A bargaining unit of SPEEA - IFPTE Local 2001

Who are the pilots of AMPA?

The Airplane Manufacturing Pilots Association (AMPA) are full time Boeing Instructor Pilots, Technical Pilots, Safety Pilots, and Simulator Pilots rated on all current Boeing models. We work closely with Boeing customers all over the world to ensure a smooth Entry Into Service (EIS) for their new Boeing airplane or fleet. Over a year prior to delivery we are interacting with the customer to determine their flight training and regulatory requirements.  We deliver new airplanes, accomplish pilot base training (touch-and-goes), and remain embedded with airlines for months after initial delivery. We operate their airplanes, within their route structure, training their pilots on line operations (line assist). Our Technical Pilots write the procedures, manuals, checklists, and bulletins used every day by pilots all over the world.  The Safety pilots in our unit are accident investigators who also conduct safety reviews and operational support visits to airlines worldwide.

The AMPA pilots take pride in the professional training and support they provide to customers of The Boeing Company and are proud of the quality Boeing airplanes they deliver. We understand that quality, professional training and support is paramount to flight safety and the reputation of The Boeing Company. As long as Boeing is manufacturing airplanes, our customers will expect the highest quality instruction and service, and the pilots of AMPA will be there to provide it.

Current News

How many contractors does it take to run Boeing?
Or, Why shouldn’t Boeing be the gold standard of flight training?


By Tom McCarty, SPEEA President

I wish these were rhetorical questions but unfortunately – they are not. I have been sitting in on the negotiations between our SPEEA-Airplane Manufacturing Pilots Association (AMPA) pilots and The Boeing Company. I think this is one of the most complex negotiations SPEEA has ever undertaken. I am asking for your patience while I explain what is going on. These negotiations are important to all of us, but they are critical to the simulator instructor pilots who are losing their jobs. Soon many, if not all, of the pilots SPEEA represents may be gone.

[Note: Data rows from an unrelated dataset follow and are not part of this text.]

//! # Shortling
//!
//! Short-URL record construction with race-safe unique key allocation.
//!
//! ## Architecture
//!
//! This crate follows Clean Architecture principles with clear layer separation:
//!
//! - **Domain Layer** ([`domain`]) - Record entities and repository traits
//! - **Application Layer** ([`application`]) - The configuration builder and
//!   the key allocation protocol
//! - **Infrastructure Layer** ([`infrastructure`]) - PostgreSQL and
//!   in-memory repository implementations
//!
//! ## Key allocation
//!
//! [`application::services::ShortUrlBuilder::create`] drives an optimistic
//! generate-insert-retry loop. Candidate keys come from a
//! [`utils::key_generator::KeyGenerator`] with no uniqueness guarantee;
//! uniqueness is established solely by the storage engine's atomic
//! constraint on the key column. Duplicate-key conflicts are absorbed and
//! retried, any other storage fault propagates unchanged. The loop is
//! lock-free from the caller's perspective: concurrent creators never
//! block each other.
//!
//! ## Quick Start
//!
//! ```no_run
//! use std::sync::Arc;
//! use shortling::config::Config;
//! use shortling::prelude::*;
//!
//! # async fn run() -> Result<(), Box<dyn std::error::Error>> {
//! let config = shortling::config::load_from_env()?;
//! let repository = Arc::new(MemoryShortUrlRepository::new());
//!
//! let mut builder = ShortUrlBuilder::new(config, repository, RandomKeyGenerator)?;
//! let record = builder
//!     .destination("https://example.com/docs")?
//!     .single_use(true)
//!     .create()
//!     .await?;
//!
//! println!("{} -> {}", record.public_url, record.destination_url);
//! # Ok(())
//! # }
//! ```
//!
//! ## Configuration
//!
//! Process-wide defaults (public base URL, https enforcement, tracking
//! defaults) are loaded from environment variables via [`config::Config`]
//! and injected into the builder at construction. See [`config`] for
//! available options.

pub mod application;
pub mod config;
pub mod domain;
pub mod error;
pub mod infrastructure;
pub mod utils;

pub use error::{ShortenerError, StoreError};

/// Commonly used types for external consumers.
///
/// Re-exports frequently used types to simplify imports for library users
/// and integration tests.
pub mod prelude {
    pub use crate::application::services::ShortUrlBuilder;
    pub use crate::config::Config;
    pub use crate::domain::entities::{NewShortUrl, ShortUrlRecord, TrackingFlags, TrackingOverrides};
    pub use crate::domain::repositories::ShortUrlRepository;
    pub use crate::error::{ShortenerError, StoreError};
    pub use crate::infrastructure::persistence::{MemoryShortUrlRepository, PgShortUrlRepository};
    pub use crate::utils::key_generator::{KeyGenerator, RandomKeyGenerator};
}
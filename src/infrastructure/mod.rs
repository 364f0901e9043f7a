//! Infrastructure layer for external integrations.
//!
//! Concrete implementations of the interfaces defined by the domain layer.
//!
//! # Modules
//!
//! - [`persistence`] - PostgreSQL and in-memory repository implementations

pub mod persistence;
//! PostgreSQL implementation of the short URL repository.

use std::sync::Arc;
use std::time::Duration;

use async_trait::async_trait;
use sqlx::postgres::{PgPoolOptions, PgRow};
use sqlx::{PgPool, Row};

use crate::config::Config;
use crate::domain::entities::{NewShortUrl, ShortUrlRecord, TrackingFlags};
use crate::domain::repositories::ShortUrlRepository;
use crate::error::StoreError;

/// Name of the uniqueness constraint on the key column.
///
/// Only violations of this constraint are reported as
/// [`StoreError::DuplicateKey`]; everything else is a backend fault.
const KEY_CONSTRAINT: &str = "short_urls_key_key";

/// PostgreSQL repository for short URL storage.
///
/// The `short_urls` table carries a `UNIQUE` constraint on the key column
/// alone (see `migrations/0001_short_urls.sql`); that constraint provides
/// the atomicity the allocation protocol depends on.
pub struct PgShortUrlRepository {
    pool: Arc<PgPool>,
}

impl PgShortUrlRepository {
    /// Creates a repository with an existing connection pool.
    pub fn new(pool: Arc<PgPool>) -> Self {
        Self { pool }
    }

    /// Connects a new pool using the database settings in `config`.
    ///
    /// # Errors
    ///
    /// Returns an error if no database URL is configured or the
    /// connection fails.
    pub async fn connect(config: &Config) -> anyhow::Result<Self> {
        let database_url = config
            .database_url
            .as_deref()
            .ok_or_else(|| anyhow::anyhow!("no database URL configured"))?;

        let pool = PgPoolOptions::new()
            .max_connections(config.db_max_connections)
            .acquire_timeout(Duration::from_secs(config.db_connect_timeout))
            .connect(database_url)
            .await?;

        Ok(Self::new(Arc::new(pool)))
    }
}

#[async_trait]
impl ShortUrlRepository for PgShortUrlRepository {
    async fn insert(&self, new_short_url: NewShortUrl) -> Result<ShortUrlRecord, StoreError> {
        let row = sqlx::query(
            r#"
            INSERT INTO short_urls (
                key, destination_url, public_url, redirect_status, single_use,
                activate_at, deactivate_at,
                track_visits, track_ip_address, track_os, track_os_version,
                track_browser, track_browser_version, track_referer, track_device_type
            )
            VALUES ($1, $2, $3, $4, $5, $6, $7, $8, $9, $10, $11, $12, $13, $14, $15)
            RETURNING
                id, key, destination_url, public_url, redirect_status, single_use,
                activate_at, deactivate_at,
                track_visits, track_ip_address, track_os, track_os_version,
                track_browser, track_browser_version, track_referer, track_device_type,
                created_at
            "#,
        )
        .bind(&new_short_url.key)
        .bind(&new_short_url.destination_url)
        .bind(&new_short_url.public_url)
        .bind(new_short_url.redirect_status as i16)
        .bind(new_short_url.single_use)
        .bind(new_short_url.activate_at)
        .bind(new_short_url.deactivate_at)
        .bind(new_short_url.tracking.visits)
        .bind(new_short_url.tracking.ip_address)
        .bind(new_short_url.tracking.os)
        .bind(new_short_url.tracking.os_version)
        .bind(new_short_url.tracking.browser)
        .bind(new_short_url.tracking.browser_version)
        .bind(new_short_url.tracking.referer)
        .bind(new_short_url.tracking.device_type)
        .fetch_one(self.pool.as_ref())
        .await
        .map_err(|e| map_insert_error(&new_short_url.key, e))?;

        record_from_row(&row).map_err(|e| StoreError::Backend(e.into()))
    }

    async fn exists(&self, key: &str) -> Result<bool, StoreError> {
        let row = sqlx::query("SELECT EXISTS(SELECT 1 FROM short_urls WHERE key = $1)")
            .bind(key)
            .fetch_one(self.pool.as_ref())
            .await
            .map_err(|e| StoreError::Backend(e.into()))?;

        row.try_get::<bool, _>(0)
            .map_err(|e| StoreError::Backend(e.into()))
    }
}

fn record_from_row(row: &PgRow) -> Result<ShortUrlRecord, sqlx::Error> {
    Ok(ShortUrlRecord {
        id: row.try_get("id")?,
        key: row.try_get("key")?,
        destination_url: row.try_get("destination_url")?,
        public_url: row.try_get("public_url")?,
        redirect_status: row.try_get::<i16, _>("redirect_status")? as u16,
        single_use: row.try_get("single_use")?,
        activate_at: row.try_get("activate_at")?,
        deactivate_at: row.try_get("deactivate_at")?,
        tracking: TrackingFlags {
            visits: row.try_get("track_visits")?,
            ip_address: row.try_get("track_ip_address")?,
            os: row.try_get("track_os")?,
            os_version: row.try_get("track_os_version")?,
            browser: row.try_get("track_browser")?,
            browser_version: row.try_get("track_browser_version")?,
            referer: row.try_get("track_referer")?,
            device_type: row.try_get("track_device_type")?,
        },
        created_at: row.try_get("created_at")?,
    })
}

fn map_insert_error(key: &str, e: sqlx::Error) -> StoreError {
    if let Some(db_err) = e.as_database_error()
        && db_err.is_unique_violation()
        && db_err.constraint() == Some(KEY_CONSTRAINT)
    {
        return StoreError::DuplicateKey {
            key: key.to_string(),
        };
    }

    StoreError::Backend(e.into())
}
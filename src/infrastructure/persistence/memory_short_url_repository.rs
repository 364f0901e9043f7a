//! In-memory implementation of the short URL repository.
//!
//! Stores all records in RAM behind an `RwLock`, enforcing the same
//! key-uniqueness contract as the PostgreSQL implementation. Mostly
//! intended for tests and embedded use, as nothing is persisted between
//! restarts.

use std::collections::HashMap;
use std::sync::RwLock;
use std::sync::atomic::{AtomicI64, Ordering};

use async_trait::async_trait;
use chrono::Utc;

use crate::domain::entities::{NewShortUrl, ShortUrlRecord};
use crate::domain::repositories::ShortUrlRepository;
use crate::error::StoreError;

/// In-memory short URL store keyed by the unique key column.
#[derive(Debug, Default)]
pub struct MemoryShortUrlRepository {
    records: RwLock<HashMap<String, ShortUrlRecord>>,
    next_id: AtomicI64,
}

impl MemoryShortUrlRepository {
    /// Creates an empty store.
    pub fn new() -> Self {
        Self::default()
    }

    /// Number of stored records.
    pub fn len(&self) -> usize {
        self.records.read().expect("records lock is poisoned").len()
    }

    /// Returns true if no records are stored.
    pub fn is_empty(&self) -> bool {
        self.len() == 0
    }

    /// Returns a copy of the record stored under `key`, if any.
    pub fn get(&self, key: &str) -> Option<ShortUrlRecord> {
        self.records
            .read()
            .expect("records lock is poisoned")
            .get(key)
            .cloned()
    }
}

#[async_trait]
impl ShortUrlRepository for MemoryShortUrlRepository {
    async fn insert(&self, new_short_url: NewShortUrl) -> Result<ShortUrlRecord, StoreError> {
        let mut records = self.records.write().expect("records lock is poisoned");

        // The uniqueness check and the insert happen under one write
        // lock, matching the atomicity of a database constraint.
        if records.contains_key(&new_short_url.key) {
            return Err(StoreError::DuplicateKey {
                key: new_short_url.key,
            });
        }

        let record = ShortUrlRecord {
            id: self.next_id.fetch_add(1, Ordering::SeqCst) + 1,
            key: new_short_url.key.clone(),
            destination_url: new_short_url.destination_url,
            public_url: new_short_url.public_url,
            redirect_status: new_short_url.redirect_status,
            single_use: new_short_url.single_use,
            activate_at: new_short_url.activate_at,
            deactivate_at: new_short_url.deactivate_at,
            tracking: new_short_url.tracking,
            created_at: Utc::now(),
        };

        records.insert(new_short_url.key, record.clone());
        Ok(record)
    }

    async fn exists(&self, key: &str) -> Result<bool, StoreError> {
        Ok(self
            .records
            .read()
            .expect("records lock is poisoned")
            .contains_key(key))
    }
}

This is the first negotiation with Boeing since AMPA joined SPEEA. To make it more complicated, this is the first contract negotiation for the simulator instructor pilots and safety, standards and technical pilots who voted to become SPEEA-represented last year. Now the final twist, Boeing has announced that all the full-motion simulators will move from the Longacres facility in Renton to Miami. The simulator instructor pilots currently working at Longacres will not be offered jobs as simulator instructors at the Miami facility. This means the current round of negotiations is for both a new contract and “effects bargaining.” This effects bargaining is negotiations with Boeing to mitigate the effects of job loss due to the relocation of the flight simulators to Miami. If your question is: Won’t one finish before the other is started, the answer is yes, or maybe, but I’m not sure which one.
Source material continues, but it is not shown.